Feminist eleştiri ilk sahneyle birlikte başlarken filmin bir diğer temasını gücün temsili oluşturur. Sözde mutlak eşitliğin hâkim olduğu bu distopyada güç, bir tek yönetimin sahip olduğu bir ayrıcalıktır. Ancak Harrison Bergeron adında bir anarşist, her şeyi bir kenara bırakıp yanıltıcı eşitlik vaadine karşı gelir. Bunun üzerine tutuklanan Harrison, hapishaneden kaçar ve halkı kendi yanına çekip gerçekte bir eşitlik olmadığını, sadece yönetimin mutlak gücünün olduğunu göstermek üzere harekete geçer. Anayasadaki değişimi sağlayan ülke yönetimiyse derhal Harrison’ın bulunduğu yerde yakalanmasını ve kendilerine temsil edilmesini emreder. Bunun için Harrison’ın televizyonda yayınlanan fotoğrafı, insanların görmeye alışık olmadığı türden, genç adamın fiziksel gücünü gösterdiği bir karedir. Bu sahne, fiziksel gücü ortaya çıkarmanın cezayla karşılık bulacağına dair bir gözdağıdır aynı zamanda. Elbette bu cezadan yalnızca fiziksel güç değil, standardın dışındaki her türlü farklılık da nasibini alacaktır.
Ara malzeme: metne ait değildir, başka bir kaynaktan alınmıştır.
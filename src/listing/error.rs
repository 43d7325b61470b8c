use thiserror::Error;

/// Errors raised by the list data processor.
///
/// These are structured, untranslated errors; callers decide how to
/// present them.
#[derive(Debug, Error, Clone, PartialEq, Eq)]
pub enum ListError {
    /// An input item could not be reconstructed as the expected entity type
    #[error("Item at index {index} is not a {expected}")]
    ItemShapeMismatch { index: usize, expected: &'static str },

    /// A continuation token could not be decoded
    #[error("Invalid cursor '{token}': {reason}")]
    InvalidCursor { token: String, reason: String },

    /// Pagination parameters that cannot be resolved to a valid offset
    #[error("Invalid pagination parameter {field}={value}")]
    InvalidPagination { field: &'static str, value: String },
}

pub type ListResult<T> = Result<T, ListError>;
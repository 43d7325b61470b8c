use std::sync::LazyLock;

use jiff::Timestamp;
use regex::Regex;
use serde::{Deserialize, Serialize};
use validator::Validate;

use super::{Entity, RuleViolation};
use crate::listing::{FieldTable, Listable};

/// Lower-case words joined by single hyphens.
static SLUG_PATTERN: LazyLock<Regex> =
    LazyLock::new(|| Regex::new(r"^[a-z0-9]+(?:-[a-z0-9]+)*$").unwrap());

/// A tenant. `business_type` selects the translation catalog used for
/// messages shown to the workspace's users.
#[derive(Debug, Clone, PartialEq, Serialize, Deserialize, Validate)]
pub struct Workspace {
    #[serde(default)]
    pub id: String,
    #[validate(length(min = 1, max = 128, message = "Name must be between 1 and 128 characters"))]
    pub name: String,
    #[validate(
        length(min = 2, max = 64, message = "Slug must be between 2 and 64 characters"),
        regex(
            path = *SLUG_PATTERN,
            message = "Slug may only contain lower-case letters, digits and hyphens"
        )
    )]
    pub slug: String,
    #[validate(length(min = 1, max = 64, message = "Business type is required"))]
    pub business_type: String,
    #[validate(length(min = 1, max = 64, message = "Owner is required"))]
    pub owner_user_id: String,
    #[serde(default = "default_active")]
    pub active: bool,
    #[serde(default)]
    pub created_at: Option<Timestamp>,
    #[serde(default)]
    pub updated_at: Option<Timestamp>,
}

fn default_active() -> bool {
    true
}

static FIELDS: LazyLock<FieldTable<Workspace>> = LazyLock::new(|| {
    FieldTable::<Workspace>::new()
        .text("id", |w| w.id.clone().into())
        .searchable_text("name", |w| w.name.clone().into())
        .searchable_text("slug", |w| w.slug.clone().into())
        .text("business_type", |w| w.business_type.clone().into())
        .text("owner_user_id", |w| w.owner_user_id.clone().into())
        .boolean("active", |w| w.active.into())
        .timestamp("created_at", |w| w.created_at.into())
        .timestamp("updated_at", |w| w.updated_at.into())
});

impl Listable for Workspace {
    fn fields() -> &'static FieldTable<Self> {
        &FIELDS
    }
}

impl Entity for Workspace {
    const NAME: &'static str = "workspace";

    fn id(&self) -> &str {
        &self.id
    }

    fn assign_id(&mut self, id: String) {
        self.id = id;
    }

    fn created_at(&self) -> Option<Timestamp> {
        self.created_at
    }

    fn stamp_created(&mut self, at: Timestamp) {
        self.created_at = Some(at);
        self.updated_at = Some(at);
    }

    fn stamp_updated(&mut self, at: Timestamp) {
        self.updated_at = Some(at);
    }

    fn check_business_rules(&self) -> Result<(), RuleViolation> {
        if self.slug.starts_with("system") {
            return Err(RuleViolation::new(
                "reserved_slug",
                "slug",
                "Slugs starting with 'system' are reserved",
            ));
        }
        Ok(())
    }
}

#[cfg(test)]
mod tests {
    use super::*;
    use crate::models::fixtures::workspace;

    #[test]
    fn test_slug_pattern() {
        let mut ws = workspace("ws-1", "Acme Corp", "default");
        assert!(ws.validate().is_ok());

        ws.slug = "Acme_Corp".to_string();
        assert!(ws.validate().unwrap_err().field_errors().contains_key("slug"));

        ws.slug = "acme--corp".to_string();
        assert!(ws.validate().is_err());
    }

    #[test]
    fn test_reserved_slug() {
        let mut ws = workspace("ws-1", "Acme", "default");
        ws.slug = "system-admin".to_string();
        assert_eq!(ws.check_business_rules().unwrap_err().rule, "reserved_slug");
    }

    #[test]
    fn test_active_defaults_to_true() {
        let ws: Workspace = serde_json::from_value(serde_json::json!({
            "name": "Gym",
            "slug": "gym",
            "business_type": "fitness_center",
            "owner_user_id": "user-1"
        }))
        .unwrap();
        assert!(ws.active);
        assert!(ws.id.is_empty());
    }
}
Ne var ki hegemoninin; kendi çıkarlarını uygulayabilmek için kitle iletişim araçlarını, birer kitle yönetim aracı hâline getirmesi de günün sonunda cezasız kalmaz. Harrison, kitlelerin tam da ortasına kendini atarak yönetimi kendi silahıyla vurmayı planlamaktadır. Bunun için ünlü bir bale gösterisinin yapıldığı günü seçer. Gösterinin tam ortasında kendini sahneye atarak tüm halkın gözü önünde elini ayağını bağlayan zincirleri kırar. Bu eylem, mevcut düzene karşı gelmenin ötesinde, dünyayı da zincirlerini kırmaya davet ettiği andır. Daha sonra seyirciye dönerek salonda bir bomba olduğunu, elindeki butonla da onu dilediği zaman patlatabileceğini söyler. Harrison’un ılımlılıkla yaklaşmak yerine saldırgan bir tutumla halkı yanına çağırması, kitleler üzerindeki farklı güç uygulamalarının bir örneğidir.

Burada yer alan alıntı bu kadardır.